EXERCISE DESCRIPTION: Give again, word for word, each line from the top of the listing through the line that holds "pub fn is_urgent(severity: Severity)".

INPUT DATA:
//! Glucose thresholds and severity classification.

use serde::{Deserialize, Serialize};

use crate::error::{MonitorError, Result};

pub const DEFAULT_CRITICAL_LOW: i32 = 55;
pub const DEFAULT_LOW: i32 = 70;
pub const DEFAULT_HIGH: i32 = 180;
pub const DEFAULT_CRITICAL_HIGH: i32 = 250;

/// Classification of a single reading, in ascending order of concern per side.
#[derive(Debug, Clone, Copy, PartialEq, Eq, PartialOrd, Ord, Hash, Serialize, Deserialize)]
#[serde(rename_all = "kebab-case")]
pub enum Severity {
    Normal,
    Low,
    CriticalLow,
    High,
    CriticalHigh,
}

impl Severity {
    pub fn is_urgent(&self) -> bool {
        is_urgent(*self)
    }
}

/// True for the two critical classifications.
pub fn is_urgent(severity: Severity) -> bool {
    matches!(severity, Severity::CriticalLow | Severity::CriticalHigh)
}

/// How a zero in the raw configuration is read.
#[derive(Debug, Clone, Copy, PartialEq, Eq, Default, Serialize, Deserialize)]
#[serde(rename_all = "kebab-case")]
pub enum ZeroThresholdPolicy {
    /// Zero is a configured value like any other
    #[default]
    Literal,
    /// Zero means unset and takes the documented default for that slot
    UseDefault,
}

/// Validated, strictly ordered thresholds.
#[derive(Debug, Clone, Copy, PartialEq, Eq, Serialize, Deserialize)]
#[serde(try_from = "RawThresholds", into = "RawThresholds")]
pub struct ThresholdConfig {
    critical_low: i32,
    low: i32,
    high: i32,
    critical_high: i32,
}

/// Thresholds as they arrive from configuration, before validation.
#[derive(Debug, Clone, Copy, PartialEq, Eq, Serialize, Deserialize)]
pub struct RawThresholds {
    pub critical_low: i32,
    pub low: i32,
    pub high: i32,
    pub critical_high: i32,
    #[serde(default)]
    pub zero_policy: ZeroThresholdPolicy,
}

impl Default for RawThresholds {
    fn default() -> Self {
        Self {
            critical_low: DEFAULT_CRITICAL_LOW,
            low: DEFAULT_LOW,
            high: DEFAULT_HIGH,
            critical_high: DEFAULT_CRITICAL_HIGH,
            zero_policy: ZeroThresholdPolicy::Literal,
        }
    }
}

impl Default for ThresholdConfig {
    fn default() -> Self {
        Self {
            critical_low: DEFAULT_CRITICAL_LOW,
            low: DEFAULT_LOW,
            high: DEFAULT_HIGH,
            critical_high: DEFAULT_CRITICAL_HIGH,
        }
    }
}

impl ThresholdConfig {
    /// Build a configuration, rejecting anything not strictly ordered.
    pub fn new(critical_low: i32, low: i32, high: i32, critical_high: i32) -> Result<Self> {
        if !(critical_low < low && low < high && high < critical_high) {
            return Err(MonitorError::config_error(format!(
                "thresholds must satisfy critical_low < low < high < critical_high, got {} / {} / {} / {}",
                critical_low, low, high, critical_high
            )));
        }
        Ok(Self {
            critical_low,
            low,
            high,
            critical_high,
        })
    }

    /// Apply the zero policy, then validate.
    pub fn from_raw(raw: RawThresholds) -> Result<Self> {
        let fill = |value: i32, default: i32| match (value, raw.zero_policy) {
            (0, ZeroThresholdPolicy::UseDefault) => default,
            (value, _) => value,
        };

        Self::new(
            fill(raw.critical_low, DEFAULT_CRITICAL_LOW),
            fill(raw.low, DEFAULT_LOW),
            fill(raw.high, DEFAULT_HIGH),
            fill(raw.critical_high, DEFAULT_CRITICAL_HIGH),
        )
    }

    pub fn critical_low(&self) -> i32 {
        self.critical_low
    }

    pub fn low(&self) -> i32 {
        self.low
    }

    pub fn high(&self) -> i32 {
        self.high
    }

    pub fn critical_high(&self) -> i32 {
        self.critical_high
    }

    pub fn classify(&self, value: i32) -> Severity {
        classify(value, self)
    }
}

impl TryFrom<RawThresholds> for ThresholdConfig {
    type Error = MonitorError;

    fn try_from(raw: RawThresholds) -> Result<Self> {
        Self::from_raw(raw)
    }
}

impl From<ThresholdConfig> for RawThresholds {
    fn from(config: ThresholdConfig) -> Self {
        Self {
            critical_low: config.critical_low,
            low: config.low,
            high: config.high,
            critical_high: config.critical_high,
            zero_policy: ZeroThresholdPolicy::Literal,
        }
    }
}

/// Classify a value. Order matters: critical bounds are inclusive and
/// checked first, the plain low/high bounds are exclusive.
pub fn classify(value: i32, config: &ThresholdConfig) -> Severity {
    if value <= config.critical_low {
        Severity::CriticalLow
    } else if value < config.low {
        Severity::Low
    } else if value >= config.critical_high {
        Severity::CriticalHigh
    } else if value > config.high {
        Severity::High
    } else {
        Severity::Normal
    }
}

TASK ANSWER:
//! Glucose thresholds and severity classification.

use serde::{Deserialize, Serialize};

use crate::error::{MonitorError, Result};

pub const DEFAULT_CRITICAL_LOW: i32 = 55;
pub const DEFAULT_LOW: i32 = 70;
pub const DEFAULT_HIGH: i32 = 180;
pub const DEFAULT_CRITICAL_HIGH: i32 = 250;

/// Classification of a single reading, in ascending order of concern per side.
#[derive(Debug, Clone, Copy, PartialEq, Eq, PartialOrd, Ord, Hash, Serialize, Deserialize)]
#[serde(rename_all = "kebab-case")]
pub enum Severity {
    Normal,
    Low,
    CriticalLow,
    High,
    CriticalHigh,
}

impl Severity {
    pub fn is_urgent(&self) -> bool {
        is_urgent(*self)
    }
}

/// True for the two critical classifications.
pub fn is_urgent(severity: Severity) -> bool {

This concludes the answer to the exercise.